### DIRECTIONS FOR THIS TASK
Please repeat, from the entries that follow, the lines from the one containing "assert_eq!(labels.iter().filter(|&&y| y == k).count(), 4);" through the one containing "let labels = Tensor::arange(0u32, n" exactly, adding nothing.

### MATERIAL PROVIDED
-- Opening Marker --
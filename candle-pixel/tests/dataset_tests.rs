use candle_pixel::candle_core::{DType, Device, Tensor};
use candle_pixel::candle_data_loader::{ImageDataLoader, InMemoryImageData};
use candle_pixel::candle_image_datasets::*;
use candle_pixel::errors::PixelCnnError;
use rand::rngs::StdRng;
use rand::SeedableRng;
use std::io::Write;
use std::path::Path;

fn gzip(src: &Path, dst: &Path) -> anyhow::Result<()> {
    let bytes = std::fs::read(src)?;
    let mut enc = flate2::write::GzEncoder::new(
        std::fs::File::create(dst)?,
        flate2::Compression::default(),
    );
    enc.write_all(&bytes)?;
    enc.finish()?;
    std::fs::remove_file(src)?;
    Ok(())
}

#[test]
fn synthetic_set_reads_back_as_mnist_layout() -> anyhow::Result<()> {
    let dir = tempfile::tempdir()?;
    let args = SyntheticArgs {
        n_classes: 3,
        n_train_per_class: 5,
        n_val_per_class: 2,
        height: 6,
        width: 4,
        noise: 0.1,
        seed: 8,
    };
    let (train_x, train_y) = synthetic_images(&args, args.n_train_per_class, 0)?;
    let (val_x, val_y) = synthetic_images(&args, args.n_val_per_class, 1)?;

    write_idx_images(&dir.path().join(MNIST_TRAIN_IMAGES), &train_x)?;
    write_idx_labels(&dir.path().join(MNIST_TRAIN_LABELS), &train_y)?;
    write_idx_images(&dir.path().join(MNIST_TEST_IMAGES), &val_x)?;
    write_idx_labels(&dir.path().join(MNIST_TEST_LABELS), &val_y)?;

    // the test split is read through the gzip path
    for name in [MNIST_TEST_IMAGES, MNIST_TEST_LABELS] {
        gzip(
            &dir.path().join(name),
            &dir.path().join(format!("{}.gz", name)),
        )?;
    }

    let back_x = read_idx_images(&dir.path().join(MNIST_TRAIN_IMAGES))?;
    assert_eq!(back_x.dims(), &[15, 1, 6, 4]);
    assert_eq!(
        back_x.flatten_all()?.to_vec1::<f32>()?,
        train_x.flatten_all()?.to_vec1::<f32>()?
    );

    let data = load_dataset(&DatasetKind::Mnist {
        dir: dir.path().to_path_buf(),
    })?;
    assert_eq!(data.image_shape, (1, 6, 4));
    assert_eq!(data.n_classes, 10);
    assert_eq!(data.train.num_samples(), 15);
    assert_eq!(data.validation.num_samples(), 6);

    let mb = data.validation.samples(&[0, 1, 2, 3, 4, 5], &Device::Cpu)?;
    assert_eq!(mb.labels.to_vec1::<u32>()?, val_y.to_vec1::<u32>()?);
    Ok(())
}

#[test]
fn missing_idx_file_is_reported() -> anyhow::Result<()> {
    let dir = tempfile::tempdir()?;
    let err = load_dataset(&DatasetKind::Mnist {
        dir: dir.path().to_path_buf(),
    })
    .err()
    .expect("empty directory");
    assert!(err.to_string().contains(MNIST_TRAIN_IMAGES));
    Ok(())
}

#[test]
fn wrong_magic_number_is_rejected() -> anyhow::Result<()> {
    let dir = tempfile::tempdir()?;
    let path = dir.path().join("labels");
    write_idx_labels(&path, &Tensor::new(&[1u32, 2, 3], &Device::Cpu)?)?;
    assert!(read_idx_images(&path).is_err());
    assert_eq!(read_idx_labels(&path)?.to_vec1::<u32>()?, vec![1, 2, 3]);
    Ok(())
}

#[test]
fn synthetic_classes_are_balanced_and_reproducible() -> anyhow::Result<()> {
    let args = SyntheticArgs::default();
    let (x1, y1) = synthetic_images(&args, 4, 0)?;
    let (x2, y2) = synthetic_images(&args, 4, 0)?;
    let (x3, _) = synthetic_images(&args, 4, 1)?;

    let labels = y1.to_vec1::<u32>()?;
    for k in 0..args.n_classes as u32 {
        assert_eq!(labels.iter().filter(|&&y| y == k).count(), 4);
    }
    assert_eq!(labels, y2.to_vec1::<u32>()?);

    let p1 = x1.flatten_all()?.to_vec1::<f32>()?;
    assert_eq!(p1, x2.flatten_all()?.to_vec1::<f32>()?);
    assert_ne!(p1, x3.flatten_all()?.to_vec1::<f32>()?);
    assert!(p1.iter().all(|&v| v == 0. || v == 1.));
    Ok(())
}

#[test]
fn one_hot_rows() -> anyhow::Result<()> {
    let dev = Device::Cpu;
    let v = one_hot(&Tensor::new(&[2u32, 0], &dev)?, 3, &dev)?.to_vec2::<f32>()?;
    assert_eq!(v, vec![vec![0., 0., 1.], vec![1., 0., 0.]]);

    // float labels in a column still index classes
    let v = one_hot(&Tensor::new(&[[1f32], [1.]], &dev)?, 2, &dev)?.to_vec2::<f32>()?;
    assert_eq!(v, vec![vec![0., 1.], vec![0., 1.]]);

    let none = one_hot(&Tensor::zeros(0, DType::U32, &dev)?, 4, &dev)?;
    assert_eq!(none.dims(), &[0, 4]);

    let err = one_hot(&Tensor::new(&[0u32, 3], &dev)?, 3, &dev).unwrap_err();
    assert!(err.downcast_ref::<PixelCnnError>().is_some_and(|e| e.is_config()));
    Ok(())
}

#[test]
fn every_sample_lands_in_one_shuffled_batch() -> anyhow::Result<()> {
    let n = 11;
    let images = Tensor::arange(0f32, (n * 4) as f32, &Device::Cpu)?.reshape((n, 2, 2))?;
    let labels = Tensor::arange(0u32, n as u32, &Device::Cpu)?;
    let mut data = InMemoryImageData::new(&images, &labels)?;
    assert_eq!(data.image_shape(), (1, 2, 2));

    data.shuffle_minibatch(4, &mut StdRng::seed_from_u64(1))?;
    assert_eq!(data.num_minibatch(), 3);

    let mut seen = vec![];
    for b in 0..data.num_minibatch() {
        let mb = data.minibatch_data(b, &Device::Cpu)?;
        let ys = mb.labels.to_vec1::<u32>()?;
        let xs = mb.images.flatten_all()?.to_vec1::<f32>()?;
        for (i, &y) in ys.iter().enumerate() {
            // image and label travel together
            assert_eq!(xs[i * 4], (y * 4) as f32);
        }
        seen.extend(ys);
    }
    seen.sort();
    assert_eq!(seen, (0..n as u32).collect::<Vec<_>>());
    assert!(data.minibatch_data(3, &Device::Cpu).is_err());

    let mismatched = InMemoryImageData::new(&images, &Tensor::new(&[0u32], &Device::Cpu)?);
    assert!(mismatched.is_err());
    Ok(())
}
-- Closing Marker --
### TASK ANSWER
        assert_eq!(labels.iter().filter(|&&y| y == k).count(), 4);
    }
    assert_eq!(labels, y2.to_vec1::<u32>()?);

    let p1 = x1.flatten_all()?.to_vec1::<f32>()?;
    assert_eq!(p1, x2.flatten_all()?.to_vec1::<f32>()?);
    assert_ne!(p1, x3.flatten_all()?.to_vec1::<f32>()?);
    assert!(p1.iter().all(|&v| v == 0. || v == 1.));
    Ok(())
}

#[test]
fn one_hot_rows() -> anyhow::Result<()> {
    let dev = Device::Cpu;
    let v = one_hot(&Tensor::new(&[2u32, 0], &dev)?, 3, &dev)?.to_vec2::<f32>()?;
    assert_eq!(v, vec![vec![0., 0., 1.], vec![1., 0., 0.]]);

    // float labels in a column still index classes
    let v = one_hot(&Tensor::new(&[[1f32], [1.]], &dev)?, 2, &dev)?.to_vec2::<f32>()?;
    assert_eq!(v, vec![vec![0., 1.], vec![0., 1.]]);

    let none = one_hot(&Tensor::zeros(0, DType::U32, &dev)?, 4, &dev)?;
    assert_eq!(none.dims(), &[0, 4]);

    let err = one_hot(&Tensor::new(&[0u32, 3], &dev)?, 3, &dev).unwrap_err();
    assert!(err.downcast_ref::<PixelCnnError>().is_some_and(|e| e.is_config()));
    Ok(())
}

#[test]
fn every_sample_lands_in_one_shuffled_batch() -> anyhow::Result<()> {
    let n = 11;
    let images = Tensor::arange(0f32, (n * 4) as f32, &Device::Cpu)?.reshape((n, 2, 2))?;
    let labels = Tensor::arange(0u32, n as u32, &Device::Cpu)?;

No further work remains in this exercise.